# How to complete this task
Can you quote the records below in full, word for word?

+++ Records to process

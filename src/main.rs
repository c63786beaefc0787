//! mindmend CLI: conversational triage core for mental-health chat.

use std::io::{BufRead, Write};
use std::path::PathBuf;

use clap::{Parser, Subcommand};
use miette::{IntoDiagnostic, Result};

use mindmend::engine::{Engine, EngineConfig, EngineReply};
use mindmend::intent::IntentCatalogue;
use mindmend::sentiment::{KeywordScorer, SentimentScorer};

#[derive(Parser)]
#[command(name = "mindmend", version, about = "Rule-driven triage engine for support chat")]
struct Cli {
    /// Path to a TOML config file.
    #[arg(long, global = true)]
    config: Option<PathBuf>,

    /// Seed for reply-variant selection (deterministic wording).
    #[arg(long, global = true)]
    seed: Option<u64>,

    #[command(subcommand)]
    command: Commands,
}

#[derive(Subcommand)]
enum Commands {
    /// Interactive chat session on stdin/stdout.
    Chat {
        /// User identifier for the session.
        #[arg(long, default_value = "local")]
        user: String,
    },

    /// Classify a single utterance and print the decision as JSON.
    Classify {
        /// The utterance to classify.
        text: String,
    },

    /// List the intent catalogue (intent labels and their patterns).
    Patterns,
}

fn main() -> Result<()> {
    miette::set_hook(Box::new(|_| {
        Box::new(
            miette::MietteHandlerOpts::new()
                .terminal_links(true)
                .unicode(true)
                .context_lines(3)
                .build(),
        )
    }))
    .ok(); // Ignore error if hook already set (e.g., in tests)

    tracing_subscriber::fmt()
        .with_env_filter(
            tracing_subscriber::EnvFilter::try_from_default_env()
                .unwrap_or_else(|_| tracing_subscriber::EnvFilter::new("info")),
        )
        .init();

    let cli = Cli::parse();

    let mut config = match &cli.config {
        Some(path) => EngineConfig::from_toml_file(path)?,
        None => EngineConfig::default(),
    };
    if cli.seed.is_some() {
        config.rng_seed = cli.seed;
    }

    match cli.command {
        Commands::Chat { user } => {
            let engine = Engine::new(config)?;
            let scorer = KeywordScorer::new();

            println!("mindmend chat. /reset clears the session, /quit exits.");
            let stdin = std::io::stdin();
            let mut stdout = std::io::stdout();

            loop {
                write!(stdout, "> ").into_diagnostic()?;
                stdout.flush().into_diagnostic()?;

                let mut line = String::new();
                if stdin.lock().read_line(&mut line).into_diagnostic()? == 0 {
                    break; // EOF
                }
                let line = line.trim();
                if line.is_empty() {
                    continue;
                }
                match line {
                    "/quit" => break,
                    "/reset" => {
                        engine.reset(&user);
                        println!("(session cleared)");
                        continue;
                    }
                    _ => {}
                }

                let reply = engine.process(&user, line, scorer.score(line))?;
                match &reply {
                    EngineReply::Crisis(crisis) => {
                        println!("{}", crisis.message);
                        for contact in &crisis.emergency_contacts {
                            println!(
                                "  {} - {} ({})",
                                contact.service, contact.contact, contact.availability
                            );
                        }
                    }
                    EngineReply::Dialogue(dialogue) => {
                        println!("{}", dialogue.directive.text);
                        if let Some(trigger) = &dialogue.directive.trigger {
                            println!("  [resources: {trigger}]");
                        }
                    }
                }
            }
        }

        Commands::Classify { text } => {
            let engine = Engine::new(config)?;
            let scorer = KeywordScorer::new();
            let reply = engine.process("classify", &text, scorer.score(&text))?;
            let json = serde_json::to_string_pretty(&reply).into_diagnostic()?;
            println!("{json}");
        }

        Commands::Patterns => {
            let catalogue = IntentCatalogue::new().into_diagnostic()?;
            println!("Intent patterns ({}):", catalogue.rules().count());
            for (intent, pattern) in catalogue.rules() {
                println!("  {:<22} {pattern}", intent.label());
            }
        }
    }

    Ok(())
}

++++++

# Exercise solution
filename src/main.rs
repository c63786beaefc0787
//! mindmend CLI: conversational triage core for mental-health chat.

use std::io::{BufRead, Write};
use std::path::PathBuf;

use clap::{Parser, Subcommand};
use miette::{IntoDiagnostic, Result};

use mindmend::engine::{Engine, EngineConfig, EngineReply};
use mindmend::intent::IntentCatalogue;
use mindmend::sentiment::{KeywordScorer, SentimentScorer};

#[derive(Parser)]
#[command(name = "mindmend", version, about = "Rule-driven triage engine for support chat")]
struct Cli {
    /// Path to a TOML config file.
    #[arg(long, global = true)]
    config: Option<PathBuf>,

    /// Seed for reply-variant selection (deterministic wording).
    #[arg(long, global = true)]
    seed: Option<u64>,

    #[command(subcommand)]
    command: Commands,
}

#[derive(Subcommand)]
enum Commands {
    /// Interactive chat session on stdin/stdout.
    Chat {
        /// User identifier for the session.
        #[arg(long, default_value = "local")]
        user: String,
    },

    /// Classify a single utterance and print the decision as JSON.
    Classify {
        /// The utterance to classify.
        text: String,
    },

    /// List the intent catalogue (intent labels and their patterns).
    Patterns,
}

fn main() -> Result<()> {
    miette::set_hook(Box::new(|_| {
        Box::new(
            miette::MietteHandlerOpts::new()
                .terminal_links(true)
                .unicode(true)
                .context_lines(3)
                .build(),
        )
    }))
    .ok(); // Ignore error if hook already set (e.g., in tests)

    tracing_subscriber::fmt()
        .with_env_filter(
            tracing_subscriber::EnvFilter::try_from_default_env()
                .unwrap_or_else(|_| tracing_subscriber::EnvFilter::new("info")),
        )
        .init();

    let cli = Cli::parse();

    let mut config = match &cli.config {
        Some(path) => EngineConfig::from_toml_file(path)?,
        None => EngineConfig::default(),
    };
    if cli.seed.is_some() {
        config.rng_seed = cli.seed;
    }

    match cli.command {
        Commands::Chat { user } => {
            let engine = Engine::new(config)?;
            let scorer = KeywordScorer::new();

            println!("mindmend chat. /reset clears the session, /quit exits.");
            let stdin = std::io::stdin();
            let mut stdout = std::io::stdout();

            loop {
                write!(stdout, "> ").into_diagnostic()?;
                stdout.flush().into_diagnostic()?;

                let mut line = String::new();
                if stdin.lock().read_line(&mut line).into_diagnostic()? == 0 {
                    break; // EOF
                }
                let line = line.trim();
                if line.is_empty() {
                    continue;
                }
                match line {
                    "/quit" => break,
                    "/reset" => {
                        engine.reset(&user);
                        println!("(session cleared)");
                        continue;
                    }
                    _ => {}
                }

                let reply = engine.process(&user, line, scorer.score(line))?;
                match &reply {
                    EngineReply::Crisis(crisis) => {
                        println!("{}", crisis.message);
                        for contact in &crisis.emergency_contacts {
                            println!(
                                "  {} - {} ({})",
                                contact.service, contact.contact, contact.availability
                            );
                        }
                    }
                    EngineReply::Dialogue(dialogue) => {
                        println!("{}", dialogue.directive.text);
                        if let Some(trigger) = &dialogue.directive.trigger {
                            println!("  [resources: {trigger}]");
                        }
                    }
                }
            }
        }

        Commands::Classify { text } => {
            let engine = Engine::new(config)?;
            let scorer = KeywordScorer::new();
            let reply = engine.process("classify", &text, scorer.score(&text))?;
            let json = serde_json::to_string_pretty(&reply).into_diagnostic()?;
            println!("{json}");
        }

        Commands::Patterns => {
            let catalogue = IntentCatalogue::new().into_diagnostic()?;
            println!("Intent patterns ({}):", catalogue.rules().count());
            for (intent, pattern) in catalogue.rules() {
                println!("  {:<22} {pattern}", intent.label());
            }
        }
    }

    Ok(())
}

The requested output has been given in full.